2016 final results of Vienna Insurance Group: Profit (before taxes) of around EUR 407 million confirmed

Profit (before taxes) of around EUR 407 million confirmed

•    Solvency II ratio stable at 195 percent
•    Group Embedded Value increased to about EUR 6 billion
•    Dividend increased by 33 percent to EUR 0.80 per share

Vienna Insurance Group will publish its Group Annual Report for the 2016 financial year on 20 April 2017 at www.vig.com. It confirms the most important KPIs preliminary announced on 23 March 2017. 2016 the premium volume was increased to EUR 9,051 million. The profit (before taxes) reached EUR 406.7 million. The combined ratio was with 97.3 percent at the level of the previous year. The Supervisory Board has in the meantime also confirmed the Managing Board’s dividend proposal of EUR 0.80 per share.

Solvency II ratio stable at 195 percent

The Solvency II ratio calculated at the level of the listed VIG Group was 195 percent at the end of 2016. This already includes the call and repayment of around EUR 256 million for the two supplementary capital bonds as of 12 January 2017. VIG's solvency therefore remains at an excellent level.

Group Embedded Value reaches about EUR 6 billion

The Group Embedded Value (after taxes) as of 31 December 2016 was increased to about EUR 6 billion in spite of the low interest rate environment. This reflects the sustainability of Vienna Insurance Group's insurance business. The new business margin once again reached a high international standard of 6.1 percent in the CEE region. The 2.0 percent new business margin in Austria was a clear improvement compared to the previous year.

The Embedded Value is calculated according to international standards as the net asset value of Vienna Insurance Group plus the present value of expected future profits from existing life and health insurance policies. This has been certified by KPMG Austria GmbH.

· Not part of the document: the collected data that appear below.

//! User notification record

use serde::{Deserialize, Serialize};

/// A per-user notification row from the remote backend.
#[derive(Clone, Debug, Serialize, Deserialize)]
pub struct Notification {
    pub id: String,
    pub user_id: String,
    pub title: String,
    pub message: String,
    pub read: bool,
    pub created_at: String,
}

/// Caller-supplied notification fields.
#[derive(Clone, Debug, Serialize, Deserialize)]
pub struct NotificationDraft {
    pub user_id: String,
    pub title: String,
    pub message: String,
    #[serde(default)]
    pub read: bool,
}
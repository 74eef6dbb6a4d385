//! Research paper domain model

use serde::{Deserialize, Serialize};
use serde_json::Value;

/// An uploaded research paper together with its externally-produced analysis.
///
/// Both storage backends return this shape. `id` is an opaque string:
/// server-assigned in remote mode, `<millis>_<suffix>` in local mode. Ids
/// from the two modes are never interchangeable.
#[derive(Clone, Debug, Serialize, Deserialize)]
pub struct Paper {
    pub id: String,
    pub user_id: Option<String>,
    pub title: String,
    pub content: String,
    pub filename: String,
    #[serde(default, skip_serializing_if = "Option::is_none")]
    pub file_size: Option<i64>,
    /// Opaque analysis record produced by the analysis collaborator.
    pub analysis: Value,
    /// RFC 3339, assigned at persistence time.
    pub created_at: String,
    /// Mirrors `created_at` for local records, which are immutable.
    pub updated_at: String,
}

/// Fields supplied by the caller when saving a paper; the store assigns
/// id, owner and timestamps.
#[derive(Clone, Debug, Serialize, Deserialize)]
pub struct PaperDraft {
    pub title: String,
    pub content: String,
    pub filename: String,
    #[serde(default, skip_serializing_if = "Option::is_none")]
    pub file_size: Option<i64>,
    pub analysis: Value,
}

impl PaperDraft {
    pub fn new(title: impl Into<String>, content: impl Into<String>, filename: impl Into<String>) -> Self {
        Self {
            title: title.into(),
            content: content.into(),
            filename: filename.into(),
            file_size: None,
            analysis: Value::Null,
        }
    }

    pub fn with_analysis(mut self, analysis: Value) -> Self {
        self.analysis = analysis;
        self
    }

    pub fn with_file_size(mut self, bytes: i64) -> Self {
        self.file_size = Some(bytes);
        self
    }
}

#[cfg(test)]
mod tests {
    use super::*;
    use serde_json::json;

    #[test]
    fn test_paper_serde_round_trip() {
        let paper = Paper {
            id: "1733000000000_4821".to_string(),
            user_id: Some("guest_1733000000000_17".to_string()),
            title: "Attention Is All You Need".to_string(),
            content: "We propose a new simple network architecture".to_string(),
            filename: "attention.pdf".to_string(),
            file_size: Some(2_097_152),
            analysis: json!({ "complexity_score": 8, "domain_primary": "computer_science" }),
            created_at: "2025-01-15T12:00:00Z".to_string(),
            updated_at: "2025-01-15T12:00:00Z".to_string(),
        };
        let encoded = serde_json::to_string(&paper).unwrap();
        let back: Paper = serde_json::from_str(&encoded).unwrap();
        assert_eq!(back.id, paper.id);
        assert_eq!(back.analysis["complexity_score"], json!(8));
    }

    #[test]
    fn test_draft_builder() {
        let draft = PaperDraft::new("Title", "Body", "paper.pdf")
            .with_analysis(serde_json::json!({"analysis_confidence": 0.9}))
            .with_file_size(1024);
        assert_eq!(draft.file_size, Some(1024));
        assert_eq!(draft.analysis["analysis_confidence"], serde_json::json!(0.9));
    }

    #[test]
    fn test_missing_file_size_is_omitted() {
        let draft = PaperDraft::new("T", "C", "f.pdf");
        let encoded = serde_json::to_string(&draft).unwrap();
        assert!(!encoded.contains("file_size"));
    }
}
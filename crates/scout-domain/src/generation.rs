//! Derived artifacts for a paper: code generations and visualizations

use serde::{Deserialize, Serialize};
use serde_json::Value;

/// Generated implementation code for a paper's methodology.
#[derive(Clone, Debug, Serialize, Deserialize)]
pub struct CodeGeneration {
    pub id: String,
    pub paper_id: String,
    pub user_id: Option<String>,
    pub language: String,
    pub framework: String,
    /// Opaque generated-code payload (main implementation, tests, docs).
    pub code_content: Value,
    pub created_at: String,
}

/// Caller-supplied code-generation fields.
#[derive(Clone, Debug, Serialize, Deserialize)]
pub struct CodeGenerationDraft {
    pub language: String,
    pub framework: String,
    pub code_content: Value,
}

/// A saved visualization derived from a paper.
#[derive(Clone, Debug, Serialize, Deserialize)]
pub struct Visualization {
    pub id: String,
    pub paper_id: String,
    pub user_id: Option<String>,
    pub visualization_type: String,
    /// Opaque chart configuration (data, axes, chart type).
    pub config: Value,
    pub created_at: String,
}

/// Caller-supplied visualization fields.
#[derive(Clone, Debug, Serialize, Deserialize)]
pub struct VisualizationDraft {
    pub visualization_type: String,
    pub config: Value,
}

Adjustments due to goodwill impairments in 2015
Due to an assessment by the Austrian Financial Reporting Enforcement Panel (AFREP) the Group shareholders’ equity was adjusted by around EUR 90 million due to changes in the goodwill recognised in Romania, Croatia, Hungary and Albania/Kosovo. Profit (before taxes) in the 2015 financial year declined by the same amount. According to AFREP, the method that VIG used to determine the interest rate for calculating the value in use of the cash generating units (CGUs) was not IFRS-compliant because VIG used a peer group financing structure that did not verifiably reflect the asset-specific risk of the CGUs.